FIG. 4 is a determination chart obtained by collecting operations according to the present embodiment. In FIG. 4, a determination value “1” is given when the rotation detecting circuit 110 has detected the induced signal VRs exceeding the reference threshold voltage Vcomp, and a determination value “0” is given when the rotation detecting circuit 110 cannot detect the induced signal VRs exceeding the reference threshold voltage Vcomp. Further, “1/0” represents that the determination value may have “1” or “0”.

As illustrated in FIG. 4, the rotation detecting circuit 110 detects the existence of the induced signal VRs exceeding the reference threshold voltage Vcomp. The control circuit 103 and the driving pulse selecting circuit 104 are based on a determination pattern (a determination value of the first section T1a, a determination value of the second section T1b, a determination value of the third section T2 and a determination value of the fourth section T3) of the detection time determining circuit 111 for the detection time of the induced signal, and perform driving pulse control such as pulse up or pulse down of the main driving pulse P1 or driving with the correction driving pulse with reference to the determination chart of FIG. 4 which is stored in the control circuit 103, thereby controlling the rotation of the stepping motor 105.

For example, in the case of pattern 1 (1/0, 0, 0, 0) and pattern 5 (1/0, 1, 0, 0), after determining that the stepping motor does not rotate and controlling the driving pulse selecting circuit 104 such that the stepping motor 105 is driven by the correction driving pulse P2, the control circuit 103 controls the driving pulse selecting circuit 104 such that a change to the main driving pulse P1 after one rank up is performed in the next driving for the stepping motor 105.

In the case of pattern 2 (1/0, 0, 0, 1) and pattern 6 (1/0, 1, 0, 1), after determining that the stepping motor has rotated but a heavy load is added to a normal load (increase in a load is large) so that non-rotation may be caused in the next driving, the control circuit 103 does not perform driving with the correction driving pulse P2 and controls the driving pulse selecting circuit 104 in advance such that the change to the main driving pulse P1 after one rank up is performed in the next driving for the stepping motor 105.

In the case of pattern 3 (0, 0, 1, 0) (FIG. 3A) and pattern 4 (0, 0, 1, 1), after determining that the stepping motor has rotated, a load is a normal load and driving energy is left, the control circuit 103 controls the driving pulse selecting circuit 104 such that the change to the main driving pulse P1 after one rank down is performed in the next driving for the stepping motor 105.

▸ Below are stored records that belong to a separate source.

// Copyright 2025 Chris Custine
//
// Licensed under the Apache License, Version 2.0 (the "License");
// you may not use this file except in compliance with the License.
// You may obtain a copy of the License at
//
//     http://www.apache.org/licenses/LICENSE-2.0
//
// Unless required by applicable law or agreed to in writing, software
// distributed under the License is distributed on an "AS IS" BASIS,
// WITHOUT WARRANTIES OR CONDITIONS OF ANY KIND, either express or implied.
// See the License for the specific language governing permissions and
// limitations under the License.

//! Core data types shared by the loader, the scene and the viewer.

use std::fmt;
use std::str::FromStr;

use serde::{Deserialize, Serialize};
use thiserror::Error;

/// Country an airspace dataset comes from.
#[derive(Debug, Clone, Copy, PartialEq, Eq, Hash, Serialize, Deserialize)]
pub enum AirspaceSource {
    /// United States, read from a local file.
    #[serde(rename = "US")]
    Us,
    /// Canada, fetched from a remote URL.
    #[serde(rename = "CA")]
    Ca,
}

impl AirspaceSource {
    /// Short tag used in logs, UI labels and refresh requests.
    #[must_use]
    pub const fn as_str(self) -> &'static str {
        match self {
            Self::Us => "US",
            Self::Ca => "CA",
        }
    }
}

impl fmt::Display for AirspaceSource {
    fn fmt(&self, f: &mut fmt::Formatter<'_>) -> fmt::Result {
        f.write_str(self.as_str())
    }
}

/// Which datasets to load.
#[derive(Debug, Clone, Copy, PartialEq, Eq, Default, Serialize, Deserialize)]
pub enum SourceSelector {
    #[serde(rename = "US")]
    Us,
    #[serde(rename = "CA")]
    Ca,
    #[default]
    #[serde(rename = "ALL")]
    All,
}

impl SourceSelector {
    /// All selectors, in the order they are offered in the UI.
    pub const ALL: [Self; 3] = [Self::Us, Self::Ca, Self::All];

    /// Whether this selector includes the given source.
    #[must_use]
    pub const fn includes(self, source: AirspaceSource) -> bool {
        matches!(
            (self, source),
            (Self::All, _) | (Self::Us, AirspaceSource::Us) | (Self::Ca, AirspaceSource::Ca)
        )
    }

    #[must_use]
    pub const fn as_str(self) -> &'static str {
        match self {
            Self::Us => "US",
            Self::Ca => "CA",
            Self::All => "ALL",
        }
    }
}

impl fmt::Display for SourceSelector {
    fn fmt(&self, f: &mut fmt::Formatter<'_>) -> fmt::Result {
        f.write_str(self.as_str())
    }
}

/// Error returned when a selector string is not one of US, CA or ALL.
#[derive(Debug, Clone, PartialEq, Eq, Error)]
#[error("unknown airspace source '{0}' (expected US, CA or ALL)")]
pub struct ParseSelectorError(pub String);

impl FromStr for SourceSelector {
    type Err = ParseSelectorError;

    fn from_str(s: &str) -> Result<Self, Self::Err> {
        match s.trim().to_ascii_uppercase().as_str() {
            "US" => Ok(Self::Us),
            "CA" => Ok(Self::Ca),
            "ALL" => Ok(Self::All),
            _ => Err(ParseSelectorError(s.to_string())),
        }
    }
}

/// Raw airspace definition text tagged with where it came from.
///
/// The content is not parsed here; it is handed to whatever consumes it as-is.
#[derive(Debug, Clone, PartialEq, Eq)]
pub struct AirspaceFile {
    pub content: String,
    pub source: AirspaceSource,
    pub name: String,
}

impl AirspaceFile {
    /// Number of lines in the file content.
    #[must_use]
    pub fn line_count(&self) -> usize {
        self.content.lines().count()
    }
}

/// A latitude/longitude pair in degrees.
#[derive(Debug, Clone, Copy, PartialEq, Serialize, Deserialize)]
pub struct GeoPoint {
    pub latitude: f64,
    pub longitude: f64,
}

impl GeoPoint {
    #[must_use]
    pub const fn new(latitude: f64, longitude: f64) -> Self {
        Self { latitude, longitude }
    }

    /// Great-circle distance to another point in meters.
    #[must_use]
    pub fn haversine_distance(&self, other: &GeoPoint) -> f64 {
        const EARTH_RADIUS_M: f64 = 6_371_000.0;

        let lat1 = self.latitude.to_radians();
        let lat2 = other.latitude.to_radians();
        let dlat = lat2 - lat1;
        let dlon = (other.longitude - self.longitude).to_radians();

        let a = (dlat / 2.0).sin().powi(2) + lat1.cos() * lat2.cos() * (dlon / 2.0).sin().powi(2);
        let c = 2.0 * a.sqrt().atan2((1.0 - a).sqrt());

        EARTH_RADIUS_M * c
    }
}

/// One sample of a terrain cross-section along a route.
#[derive(Debug, Clone, Copy, PartialEq, Serialize, Deserialize)]
#[serde(rename_all = "camelCase")]
pub struct ElevationGridCell {
    pub latitude: f64,
    pub longitude: f64,
    /// Terrain elevation in meters; `None` when no data was available.
    pub elevation: Option<f64>,
    /// Signed offset from the route centre line in meters (left is negative).
    pub distance_from_path: f64,
    /// Normalized position along the route, 0.0 at the start and 1.0 at the end.
    pub progress: f64,
}

/// An airspace volume as delivered by the airspace pipeline.
#[derive(Debug, Clone, PartialEq, Serialize, Deserialize)]
#[serde(rename_all = "camelCase")]
pub struct AirspaceRecord {
    pub name: String,
    /// Airspace class or type, e.g. "C", "D", "R", "TFR".
    #[serde(default)]
    pub class: String,
    /// Floor in feet MSL, when known.
    #[serde(default)]
    pub lower_limit_ft: Option<f64>,
    /// Ceiling in feet MSL, when known.
    #[serde(default)]
    pub upper_limit_ft: Option<f64>,
}

/// An airspace plus the span of the route it intersects.
#[derive(Debug, Clone, PartialEq, Serialize, Deserialize)]
#[serde(rename_all = "camelCase")]
pub struct PositionedAirspace {
    #[serde(flatten)]
    pub airspace: AirspaceRecord,
    pub start_progress: f64,
    pub end_progress: f64,
}

impl PositionedAirspace {
    /// The intersected span ordered low to high.
    #[must_use]
    pub fn span(&self) -> (f64, f64) {
        if self.start_progress <= self.end_progress {
            (self.start_progress, self.end_progress)
        } else {
            (self.end_progress, self.start_progress)
        }
    }

    /// Whether the given progress value falls within this airspace's span.
    #[must_use]
    pub fn covers(&self, progress: f64) -> bool {
        let (start, end) = self.span();
        progress >= start && progress <= end
    }
}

In the case of pattern 11 (1, 0, 1, 0) (FIG. 3B) and pattern 12 (1, 0, 1, 1), after determining that the stepping motor has rotated, and the increase in the load is small and driving energy is appropriate, the control circuit 103 controls the driving pulse selecting circuit 104 such that the stepping motor 105 is driven without changing the main driving pulse P1 in the next driving.

Meanwhile, the present invention may have a configuration in which the detection section is divided into three sections (e.g., a first section T1 obtained by combining the first section T1a with the second section T1b of the present embodiment, a second section T2 and a third section T3), and a control method (the energy of the main driving pulse P1 is maintained without any change when the determination value of the first section is “1”, the main driving pulse P1 is subject to pulse down for a constant period when the first section has a value of “0” and the second or third section has a value of “1”, and the main driving pulse P1 is subject to pulse up when the third section has a value of “1”) is used to change the energy of the main driving pulse P1 according to detection patterns in these sections. That is, when the first section has a value of “1”, the rank of the main driving pulse is maintained to prevent the occurrence of non-rotation caused by unnecessary pulse down. When the third section has a value of “1”, the main driving pulse P1 is quickly subject to the pulse up to prevent the occurrence of the non-rotation. In addition, when the first section has a value of “0” and the second or third section has a value of “1”, the pulse down is enabled to suppress power consumption.

However, referring to FIG. 2, when the rotation speed of the rotor is reduced by supply voltage drop, increase in the viscosity of oil at the low temperature, a calendar load and the like, the induced signal VRs, which is generated by the rotation (area “a”) of the rotor in the forward direction in the second quadrant II, is generated after being delayed, so that “1” may be detected in the second section as well as the first section. At this time, referring to FIG. 2, although the induced signal VRs, which is generated by the rotation (area “c”) of the rotor in the backward direction in the third quadrant III, appears in the third section, since “1” is detected in the first section and the second section, it is erroneously determined that the rank of the main driving pulse P1 is maintained without any change. Thus, even if the rank of the main driving pulse P1 is to be up under ordinary circumstances, the main driving pulse P1 cannot be subject to rank up and non-rotation may be caused.

According to the embodiment of the present invention, the first section is divided into two sections so that the detection section is divided into the four sections including the first section T1a, the second section T1b, the third section T2 and the fourth section T3, and, when the rotation detecting circuit 110 has detected the induced signal VRs exceeding the reference threshold voltage Vcomp in the second section T1b during the rotation detection, at least one length of the first section T1a and the second section T1b is changed.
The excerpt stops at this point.